//! Relay channel contracts against a local WebSocket server: credential
//! handshake, reconnect behavior, and the signaling announcement dance.

use std::sync::Arc;
use std::time::Duration;

use bytes::Bytes;
use futures_util::{SinkExt, StreamExt};
use tokio::net::{TcpListener, TcpStream};
use tokio::sync::watch;
use tokio::time::sleep;
use tokio_tungstenite::{WebSocketStream, accept_async, tungstenite::Message};

use phonebell::config::{Config, PhoneSide};
use phonebell::protocol::{ControlCommand, ControlEvent, SignalMessage};
use phonebell::socket::{ControlSocket, SignalingSocket};

fn config_for(addr: std::net::SocketAddr) -> Config {
    Config {
        side: PhoneSide::Inside,
        relay_url: format!("ws://{addr}/phonebell"),
        api_key: "secret-token".to_string(),
        reconnect_delay: Duration::from_millis(50),
    }
}

async fn accept(listener: &TcpListener) -> WebSocketStream<TcpStream> {
    let (stream, _) = listener.accept().await.expect("tcp accept");
    accept_async(stream).await.expect("websocket handshake")
}

/// Next text frame, skipping control frames.
async fn next_text(ws: &mut WebSocketStream<TcpStream>) -> String {
    loop {
        match ws
            .next()
            .await
            .expect("client stays connected")
            .expect("readable frame")
        {
            Message::Text(text) => return text.to_string(),
            Message::Ping(_) | Message::Pong(_) => continue,
            other => panic!("unexpected frame: {other:?}"),
        }
    }
}

#[tokio::test]
async fn control_channel_credential_first_and_no_replay() {
    let listener = TcpListener::bind("127.0.0.1:0").await.unwrap();
    let config = config_for(listener.local_addr().unwrap());
    let (_shutdown_tx, shutdown_rx) = watch::channel(false);
    let (socket, events, mut commands) = ControlSocket::new(Arc::new(config), shutdown_rx);
    tokio::spawn(socket.run());

    // The credential is the first payload of the session.
    let mut ws = accept(&listener).await;
    assert_eq!(next_text(&mut ws).await, "secret-token");
    drop(ws);

    // Queued while the channel is down; must not be replayed.
    events
        .send(ControlEvent::Dial {
            number: "4225".to_string(),
        })
        .await
        .unwrap();

    // The fresh connection repeats the handshake.
    let mut ws = accept(&listener).await;
    assert_eq!(next_text(&mut ws).await, "secret-token");

    // Let the socket discard the stale queue before sending live traffic.
    sleep(Duration::from_millis(100)).await;
    events.send(ControlEvent::Hook { state: false }).await.unwrap();
    assert_eq!(next_text(&mut ws).await, r#"{"type":"Hook","state":false}"#);

    // Commands flow inbound on the same session.
    ws.send(Message::Text(r#"{"type":"Ring","state":true}"#.into()))
        .await
        .unwrap();
    assert_eq!(
        commands.recv().await,
        Some(ControlCommand::Ring { state: true })
    );
}

#[tokio::test]
async fn signaling_channel_answers_probe_then_joins() {
    let listener = TcpListener::bind("127.0.0.1:0").await.unwrap();
    let config = config_for(listener.local_addr().unwrap());
    let (shutdown_tx, shutdown_rx) = watch::channel(false);
    let (socket, _signal_tx, mut inbound) =
        SignalingSocket::new(Arc::new(config), "client-1".to_string(), shutdown_rx);
    tokio::spawn(socket.run());

    // Nothing is sent until the readiness probe is answered.
    let mut ws = accept(&listener).await;
    ws.send(Message::Ping(Bytes::from_static(b"ready")))
        .await
        .unwrap();
    match ws.next().await.unwrap().unwrap() {
        Message::Pong(data) => assert_eq!(&data[..], b"ready"),
        other => panic!("expected pong before anything else, got {other:?}"),
    }
    assert_eq!(
        next_text(&mut ws).await,
        r#"{"type":"Join","from":"client-1"}"#
    );

    // A relay restart gets the full probe-then-announce sequence again.
    drop(ws);
    let mut ws = accept(&listener).await;
    ws.send(Message::Ping(Bytes::from_static(b"ready")))
        .await
        .unwrap();
    assert_eq!(
        next_text(&mut ws).await,
        r#"{"type":"Join","from":"client-1"}"#
    );

    // Inbound messages reach the peer side.
    ws.send(Message::Text(r#"{"type":"Join","from":"other"}"#.into()))
        .await
        .unwrap();
    assert_eq!(
        inbound.recv().await,
        Some(SignalMessage::Join {
            from: "other".to_string()
        })
    );

    // Shutdown says goodbye before the connection drops.
    shutdown_tx.send(true).unwrap();
    assert_eq!(
        next_text(&mut ws).await,
        r#"{"type":"Leave","from":"client-1"}"#
    );
}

########

### WORK INSTRUCTION
Repeat all the records. Match each line exactly.

### RESULT OF THIS EXERCISE
//! Relay channel contracts against a local WebSocket server: credential
//! handshake, reconnect behavior, and the signaling announcement dance.

use std::sync::Arc;
use std::time::Duration;

use bytes::Bytes;
use futures_util::{SinkExt, StreamExt};
use tokio::net::{TcpListener, TcpStream};
use tokio::sync::watch;
use tokio::time::sleep;
use tokio_tungstenite::{WebSocketStream, accept_async, tungstenite::Message};

use phonebell::config::{Config, PhoneSide};
use phonebell::protocol::{ControlCommand, ControlEvent, SignalMessage};
use phonebell::socket::{ControlSocket, SignalingSocket};

fn config_for(addr: std::net::SocketAddr) -> Config {
    Config {
        side: PhoneSide::Inside,
        relay_url: format!("ws://{addr}/phonebell"),
        api_key: "secret-token".to_string(),
        reconnect_delay: Duration::from_millis(50),
    }
}

async fn accept(listener: &TcpListener) -> WebSocketStream<TcpStream> {
    let (stream, _) = listener.accept().await.expect("tcp accept");
    accept_async(stream).await.expect("websocket handshake")
}

/// Next text frame, skipping control frames.
async fn next_text(ws: &mut WebSocketStream<TcpStream>) -> String {
    loop {
        match ws
            .next()
            .await
            .expect("client stays connected")
            .expect("readable frame")
        {
            Message::Text(text) => return text.to_string(),
            Message::Ping(_) | Message::Pong(_) => continue,
            other => panic!("unexpected frame: {other:?}"),
        }
    }
}

#[tokio::test]
async fn control_channel_credential_first_and_no_replay() {
    let listener = TcpListener::bind("127.0.0.1:0").await.unwrap();
    let config = config_for(listener.local_addr().unwrap());
    let (_shutdown_tx, shutdown_rx) = watch::channel(false);
    let (socket, events, mut commands) = ControlSocket::new(Arc::new(config), shutdown_rx);
    tokio::spawn(socket.run());

    // The credential is the first payload of the session.
    let mut ws = accept(&listener).await;
    assert_eq!(next_text(&mut ws).await, "secret-token");
    drop(ws);

    // Queued while the channel is down; must not be replayed.
    events
        .send(ControlEvent::Dial {
            number: "4225".to_string(),
        })
        .await
        .unwrap();

    // The fresh connection repeats the handshake.
    let mut ws = accept(&listener).await;
    assert_eq!(next_text(&mut ws).await, "secret-token");

    // Let the socket discard the stale queue before sending live traffic.
    sleep(Duration::from_millis(100)).await;
    events.send(ControlEvent::Hook { state: false }).await.unwrap();
    assert_eq!(next_text(&mut ws).await, r#"{"type":"Hook","state":false}"#);

    // Commands flow inbound on the same session.
    ws.send(Message::Text(r#"{"type":"Ring","state":true}"#.into()))
        .await
        .unwrap();
    assert_eq!(
        commands.recv().await,
        Some(ControlCommand::Ring { state: true })
    );
}

#[tokio::test]
async fn signaling_channel_answers_probe_then_joins() {
    let listener = TcpListener::bind("127.0.0.1:0").await.unwrap();
    let config = config_for(listener.local_addr().unwrap());
    let (shutdown_tx, shutdown_rx) = watch::channel(false);
    let (socket, _signal_tx, mut inbound) =
        SignalingSocket::new(Arc::new(config), "client-1".to_string(), shutdown_rx);
    tokio::spawn(socket.run());

    // Nothing is sent until the readiness probe is answered.
    let mut ws = accept(&listener).await;
    ws.send(Message::Ping(Bytes::from_static(b"ready")))
        .await
        .unwrap();
    match ws.next().await.unwrap().unwrap() {
        Message::Pong(data) => assert_eq!(&data[..], b"ready"),
        other => panic!("expected pong before anything else, got {other:?}"),
    }
    assert_eq!(
        next_text(&mut ws).await,
        r#"{"type":"Join","from":"client-1"}"#
    );

    // A relay restart gets the full probe-then-announce sequence again.
    drop(ws);
    let mut ws = accept(&listener).await;
    ws.send(Message::Ping(Bytes::from_static(b"ready")))
        .await
        .unwrap();
    assert_eq!(
        next_text(&mut ws).await,
        r#"{"type":"Join","from":"client-1"}"#
    );

    // Inbound messages reach the peer side.
    ws.send(Message::Text(r#"{"type":"Join","from":"other"}"#.into()))
        .await
        .unwrap();
    assert_eq!(
        inbound.recv().await,
        Some(SignalMessage::Join {
            from: "other".to_string()
        })
    );

    // Shutdown says goodbye before the connection drops.
    shutdown_tx.send(true).unwrap();
    assert_eq!(
        next_text(&mut ws).await,
        r#"{"type":"Leave","from":"client-1"}"#
    );
}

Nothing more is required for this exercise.